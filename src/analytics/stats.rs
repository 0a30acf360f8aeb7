//! Aggregate message/word/media/link counts.

use linkify::{LinkFinder, LinkKind};
use serde::{Deserialize, Serialize};

use super::{AuthorFilter, filtered};
use crate::transcript::Transcript;

/// Aggregate counts for one filter scope.
#[derive(Debug, Clone, Copy, Default, PartialEq, Eq, Serialize, Deserialize)]
pub struct Stats {
    /// Number of records in scope (notifications included under `Overall`).
    pub messages: usize,
    /// Whitespace-delimited tokens summed across all messages in scope.
    pub words: usize,
    /// Exact matches of the media-omission marker.
    pub media: usize,
    /// URL-shaped substrings found across all messages in scope.
    pub links: usize,
}

/// Computes the aggregate counts for the records in scope.
///
/// Always returns zeroed stats for an empty scope; never fails.
///
/// # Example
///
/// ```
/// use chatlens::analytics::{AuthorFilter, fetch_stats};
/// use chatlens::{Record, Transcript};
///
/// let transcript = Transcript::new(
///     vec![Record::new("Alice", "see https://example.com for more")],
///     vec![],
/// );
///
/// let stats = fetch_stats(&AuthorFilter::Overall, &transcript);
/// assert_eq!(stats.messages, 1);
/// assert_eq!(stats.words, 4);
/// assert_eq!(stats.links, 1);
/// ```
pub fn fetch_stats(filter: &AuthorFilter, transcript: &Transcript) -> Stats {
    let mut finder = LinkFinder::new();
    finder.kinds(&[LinkKind::Url]);

    let mut stats = Stats::default();
    for record in filtered(filter, transcript) {
        stats.messages += 1;
        stats.words += record.message.split_whitespace().count();
        if record.is_media() {
            stats.media += 1;
        }
        stats.links += finder.links(&record.message).count();
    }
    stats
}
//! Scale-to-fit calculation

use crate::constants::MIN_USABLE_EXTENT_PT;
use crate::types::{Result, TileError};

use super::{FittedSize, SheetGeometry};

/// Largest size no bigger than the artwork that fits the usable area.
///
/// The usable area is `bound - 2 * margin` on each axis. The scale is
/// clamped at 1.0, so small artwork is never enlarged.
///
/// Returns `DegenerateGeometry` when the artwork has no area, the
/// margins leave no usable space, or the scaled size collapses to zero
/// (extreme aspect ratios underflow `f32`).
pub fn fit_to_bounds(
    art_w: f32,
    art_h: f32,
    bound_w: f32,
    bound_h: f32,
    margin: f32,
) -> Result<FittedSize> {
    fit_to_sheet(art_w, art_h, &SheetGeometry::new(bound_w, bound_h, margin))
}

/// Fit an artwork against a sheet's usable area
pub fn fit_to_sheet(art_w: f32, art_h: f32, geometry: &SheetGeometry) -> Result<FittedSize> {
    if !(art_w.is_finite() && art_h.is_finite() && art_w > 0.0 && art_h > 0.0) {
        return Err(TileError::DegenerateGeometry(format!(
            "artwork {}x{}pt has no area",
            art_w, art_h
        )));
    }

    let usable_w = geometry.usable_width();
    let usable_h = geometry.usable_height();
    if !(usable_w >= MIN_USABLE_EXTENT_PT && usable_h >= MIN_USABLE_EXTENT_PT) {
        return Err(TileError::DegenerateGeometry(format!(
            "bounds {}x{}pt leave no usable area inside a {}pt margin",
            geometry.width_pt, geometry.height_pt, geometry.margin_pt
        )));
    }

    let scale = 1.0_f32.min(usable_w / art_w).min(usable_h / art_h);
    let fitted = FittedSize::new(art_w * scale, art_h * scale);
    if !fitted.is_positive() {
        return Err(TileError::DegenerateGeometry(format!(
            "artwork {}x{}pt scales to {}x{}pt",
            art_w, art_h, fitted.w, fitted.h
        )));
    }
    Ok(fitted)
}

.....

* _WHAT THE EXERCISE ASKS_
Search the preceding listing for "crate" and extract every line where it is found.

* _REPLY_
use crate::transcript::Transcript;
use crate::constants::MIN_USABLE_EXTENT_PT;
use crate::types::{Result, TileError};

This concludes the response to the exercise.